#' t-SNE Plot
#' This function plots a low-dimensional projection of an omic data matrix using
#' t-distributed stochastic neighbor embedding.
#' @param dat Omic data matrix or matrix-like object with rows corresponding to
#'   probes and columns to samples. It is strongly recommended that data be
#'   filtered and normalized prior to plotting. Raw counts stored in \code{
#'   \link[edgeR]{DGEList}} or \code{\link[DESeq2]{DESeqDataSet}} objects are
#'   automatically extracted and transformed to the log2-CPM scale, with a
#'   warning. Alternatively, an object of class \code{dist} which can be
#'   directly input to the t-SNE algorithm.
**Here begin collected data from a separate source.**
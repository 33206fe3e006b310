//! IP CRD
//!
//! Requests a public address from a named pool. The address itself is filled
//! in asynchronously by the pool allocator, never by the service controller.

use kube::CustomResource;
use schemars::JsonSchema;
use serde::{Deserialize, Serialize};
use crate::ResourcePhase;

#[derive(CustomResource, Debug, Clone, Serialize, Deserialize, JsonSchema, PartialEq, Eq)]
#[kube(
    group = "inwinstack.com",
    version = "v1",
    kind = "IP",
    plural = "ips",
    namespaced,
    status = "IPStatus",
    printcolumn = r#"{"name":"Pool","type":"string","jsonPath":".spec.poolName"}"#,
    printcolumn = r#"{"name":"Address","type":"string","jsonPath":".status.address"}"#
)]
#[serde(rename_all = "camelCase")]
pub struct IPSpec {
    /// Name of the pool to allocate from
    pub pool_name: String,
}

#[derive(Debug, Clone, Serialize, Deserialize, JsonSchema, Default, PartialEq, Eq)]
#[serde(rename_all = "camelCase")]
pub struct IPStatus {
    /// Allocated address (empty until the allocator assigns one)
    #[serde(default)]
    pub address: String,

    /// Allocation phase
    #[serde(default)]
    pub phase: ResourcePhase,

    /// Failure reason reported by the allocator
    #[serde(default, skip_serializing_if = "Option::is_none")]
    pub reason: Option<String>,

    /// Last time the allocator touched this status
    #[serde(default, skip_serializing_if = "Option::is_none")]
    pub last_update_time: Option<chrono::DateTime<chrono::Utc>>,
}

impl IP {
    /// Address assigned by the allocator, if any.
    pub fn allocated_address(&self) -> Option<&str> {
        self.status
            .as_ref()
            .map(|s| s.address.as_str())
            .filter(|a| !a.is_empty())
    }
}
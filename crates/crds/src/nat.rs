//! NAT CRD
//!
//! Destination NAT from a public address onto the Service's external address.

use kube::CustomResource;
use schemars::JsonSchema;
use serde::{Deserialize, Serialize};
use crate::ResourcePhase;

#[derive(CustomResource, Debug, Clone, Serialize, Deserialize, JsonSchema, PartialEq, Eq)]
#[kube(
    group = "inwinstack.com",
    version = "v1",
    kind = "NAT",
    plural = "nats",
    namespaced,
    status = "NATStatus"
)]
#[serde(rename_all = "camelCase")]
pub struct NATSpec {
    /// Public addresses matched by the rule
    pub destination_addresses: Vec<String>,

    /// Translated (internal) address
    pub dat_address: String,

    /// Free-form description shown on the firewall
    #[serde(default, skip_serializing_if = "Option::is_none")]
    pub description: Option<String>,
}

#[derive(Debug, Clone, Serialize, Deserialize, JsonSchema, Default, PartialEq, Eq)]
#[serde(rename_all = "camelCase")]
pub struct NATStatus {
    #[serde(default)]
    pub phase: ResourcePhase,

    #[serde(default, skip_serializing_if = "Option::is_none")]
    pub reason: Option<String>,

    #[serde(default, skip_serializing_if = "Option::is_none")]
    pub last_update_time: Option<chrono::DateTime<chrono::Utc>>,
}
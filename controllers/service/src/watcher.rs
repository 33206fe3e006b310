//! Kubernetes Service watcher.
//!
//! This module watches `v1/Service` objects, turns the raw watch events
//! into add/update/delete lifecycle events and feeds them to the workers.

use crate::error::ControllerError;
use crate::events::{LifecycleEvent, WorkQueue};
use futures::TryStreamExt;
use k8s_openapi::api::core::v1::Service;
use kube::Api;
use kube_runtime::watcher;
use resource_gateway::ServiceRecord;
use std::collections::{HashMap, HashSet};
use std::time::Duration;
use tokio::time::{Instant, Interval, interval_at};
use tracing::{debug, info, warn};

/// Last seen state of every watched Service, keyed by `namespace/name`
#[derive(Debug, Default)]
pub struct ServiceCache {
    records: HashMap<String, ServiceRecord>,
    /// Keys seen since the last `Init`, while a relist is in progress
    relisted: Option<HashSet<String>>,
}

impl ServiceCache {
    pub fn new() -> Self {
        Self::default()
    }

    pub fn len(&self) -> usize {
        self.records.len()
    }

    #[cfg(test)]
    pub fn is_empty(&self) -> bool {
        self.records.is_empty()
    }

    #[cfg(test)]
    pub fn get(&self, key: &str) -> Option<&ServiceRecord> {
        self.records.get(key)
    }

    /// Translate one watch event, updating the cache.
    pub fn apply(&mut self, event: watcher::Event<Service>) -> Vec<LifecycleEvent> {
        match event {
            watcher::Event::Apply(svc) => to_record(&svc).map(|r| self.upsert(r)).into_iter().collect(),
            watcher::Event::InitApply(svc) => {
                let Some(record) = to_record(&svc) else {
                    return Vec::new();
                };
                if let Some(seen) = self.relisted.as_mut() {
                    seen.insert(record.key());
                }
                vec![self.upsert(record)]
            }
            watcher::Event::Delete(svc) => match to_record(&svc) {
                Some(record) => {
                    self.records.remove(&record.key());
                    vec![LifecycleEvent::Deleted(record)]
                }
                None => Vec::new(),
            },
            watcher::Event::Init => {
                debug!("Service relist started");
                self.relisted = Some(HashSet::new());
                Vec::new()
            }
            watcher::Event::InitDone => {
                let Some(seen) = self.relisted.take() else {
                    return Vec::new();
                };
                // Services removed while the watch was down
                let gone: Vec<String> = self
                    .records
                    .keys()
                    .filter(|k| !seen.contains(*k))
                    .cloned()
                    .collect();
                gone.into_iter()
                    .filter_map(|k| self.records.remove(&k))
                    .map(LifecycleEvent::Deleted)
                    .collect()
            }
        }
    }

    /// An `Updated { old = cached, new = cached }` for every cached Service
    pub fn resync(&self) -> Vec<LifecycleEvent> {
        self.records
            .values()
            .map(|r| LifecycleEvent::Updated { old: r.clone(), new: r.clone() })
            .collect()
    }

    fn upsert(&mut self, record: ServiceRecord) -> LifecycleEvent {
        match self.records.insert(record.key(), record.clone()) {
            Some(old) => LifecycleEvent::Updated { old, new: record },
            None => LifecycleEvent::Added(record),
        }
    }
}

fn to_record(svc: &Service) -> Option<ServiceRecord> {
    match ServiceRecord::try_from(svc) {
        Ok(record) => Some(record),
        Err(e) => {
            warn!("Ignoring Service event: {}", e);
            None
        }
    }
}

/// Watches Services and dispatches lifecycle events to the work queue.
pub struct EventDispatcher {
    api: Api<Service>,
    queue: WorkQueue,
    resync: Option<Duration>,
    cache: ServiceCache,
}

impl EventDispatcher {
    /// Creates a new dispatcher instance.
    pub fn new(api: Api<Service>, queue: WorkQueue, resync: Option<Duration>) -> Self {
        Self {
            api,
            queue,
            resync,
            cache: ServiceCache::new(),
        }
    }

    /// Watch until the stream fails or the workers go away.
    pub async fn run(mut self) -> Result<(), ControllerError> {
        info!("Starting Service watcher");

        let mut stream = Box::pin(watcher(self.api.clone(), watcher::Config::default()));
        let mut ticker = self.resync.map(|period| interval_at(Instant::now() + period, period));

        loop {
            tokio::select! {
                next = stream.try_next() => {
                    let event = next
                        .map_err(|e| ControllerError::Watch(format!("Watcher stream error: {}", e)))?
                        .ok_or_else(|| ControllerError::Watch("Watcher stream ended".to_string()))?;
                    for event in self.cache.apply(event) {
                        self.queue.enqueue(event).await?;
                    }
                }
                _ = tick(&mut ticker) => {
                    debug!("Resyncing {} Services", self.cache.len());
                    for event in self.cache.resync() {
                        self.queue.enqueue(event).await?;
                    }
                }
            }
        }
    }
}

async fn tick(ticker: &mut Option<Interval>) {
    match ticker {
        Some(ticker) => {
            ticker.tick().await;
        }
        None => std::future::pending::<()>().await,
    }
}
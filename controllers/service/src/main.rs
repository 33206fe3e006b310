//! Service Controller
//!
//! Publishes externally exposed Services through the firewall.
//!
//! For every Service with ports and external IPs, this controller requests a
//! public address from the annotated pool (`IP`), then maps it onto the
//! Service's external IP (`NAT`) and opens it in a `Security` policy. The
//! resources are released when the last Service using the address goes away.

mod allocation;
mod cleanup;
mod config;
mod controller;
mod error;
mod events;
mod guard;
mod policy;
mod reconciler;
mod watcher;

#[cfg(test)]
mod test_utils;

use crate::config::Cli;
use crate::error::ControllerError;
use clap::Parser;
use controller::Controller;
use tracing::info;
use tracing_subscriber::EnvFilter;

#[tokio::main]
async fn main() -> Result<(), ControllerError> {
    tracing_subscriber::fmt()
        .with_env_filter(EnvFilter::try_from_default_env().unwrap_or_else(|_| EnvFilter::new("info")))
        .init();

    let cli = Cli::parse();

    info!("Starting Service Controller {}", env!("CARGO_PKG_VERSION"));
    info!("Configuration:");
    info!("  Namespace: {}", cli.watch_namespace.as_deref().unwrap_or("all namespaces"));
    info!("  Ignored namespaces: {:?}", cli.ignore_namespaces);
    info!("  Default pool: {}", cli.default_pool);
    info!("  Workers: {}", cli.workers);
    info!("  Resync period: {}s", cli.resync_period);

    let controller = Controller::new(&cli).await?;
    controller.run().await?;

    Ok(())
}
//! Test utilities for unit testing the reconciliation engine
//!
//! This module provides helpers for creating test data and setting up test scenarios.

#[cfg(test)]
use crate::config::OperatorConfig;
#[cfg(test)]
use crate::reconciler::ReconcileEngine;
#[cfg(test)]
use resource_gateway::{MockGateway, PortSpec, ServiceRecord};
#[cfg(test)]
use std::sync::Arc;

/// Configuration used by engine tests
#[cfg(test)]
pub fn test_config() -> OperatorConfig {
    OperatorConfig {
        ignore_namespaces: ["kube-system".to_string()].into_iter().collect(),
        log_setting: "k8s-log".to_string(),
        group: "k8s-group".to_string(),
        services: vec!["any".to_string()],
        destination_zones: vec!["untrust".to_string()],
        ..Default::default()
    }
}

/// Helper to create a Service exposing `ports` on `external_ip`
#[cfg(test)]
pub fn create_test_service(name: &str, namespace: &str, ports: &[i32], external_ip: Option<&str>) -> ServiceRecord {
    ServiceRecord::new(namespace, name)
        .with_ports(ports.iter().copied().map(PortSpec::tcp).collect())
        .with_external_addresses(external_ip)
}

/// Helper to create an engine over a shared mock gateway
#[cfg(test)]
pub fn create_test_engine(gateway: &MockGateway) -> ReconcileEngine {
    ReconcileEngine::new(Arc::new(gateway.clone()), Arc::new(test_config()))
}
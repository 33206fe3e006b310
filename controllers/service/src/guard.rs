//! Scope check for Services.

use resource_gateway::ServiceRecord;
use std::collections::BTreeSet;

/// Whether the controller manages `record` at all.
///
/// A Service is managed only outside the ignored namespaces and only when it
/// exposes at least one port on at least one external address.
pub fn in_scope(record: &ServiceRecord, ignore_namespaces: &BTreeSet<String>) -> bool {
    !ignore_namespaces.contains(&record.namespace)
        && !record.ports.is_empty()
        && !record.external_addresses.is_empty()
}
#' @param group Optional character or factor vector of length equal to sample
#'   size, or up to two such vectors organized into a list or data frame. Supply
#'   legend title(s) by passing a named list or data frame.
#' @param covar Optional continuous covariate. If non-\code{NULL}, then plot can
#'   render at most one \code{group} variable. Supply legend title by passing
#'   a named list or data frame.
#' @param dist Distance measure to be used. Supports all methods available in
#'   \code{\link[stats]{dist}}, \code{Rfast::\link[Rfast]{Dist}}, and \code{
#'   \link[vegan]{vegdist}}, as well as those implemented in the \code{bioDist} 
#'   package. See Details.
#' @param p Power of the Minkowski distance.
#' @param top Optional number (if > 1) or proportion (if < 1) of top probes to
#'   be used for t-SNE.
#' @param filter_method String specifying whether to apply a \code{"pairwise"}
#'   or \code{"common"} filter if \code{top} is non-\code{NULL}.
#' @param center Center each probe prior to computing distances?
#' @param dims Vector specifying which dimensions to plot. Must be of length
#'   two unless \code{D3 = TRUE}.
#' @param perplexity How many nearest neighbors should the algorithm consider
#'   when building projections?
#' @param theta Speed/accuracy tradeoff of the Barnes-Hut algorithm. See
#'   Details.
#' @param max_iter Maximum number of iterations over which to minimize the loss
#'   function.
#' @param label Label data points by sample name? Defaults to \code{FALSE}
#'   unless \code{group} and \code{covar} are both \code{NULL}. If \code{TRUE},
#'   then plot can render at most one phenotypic feature.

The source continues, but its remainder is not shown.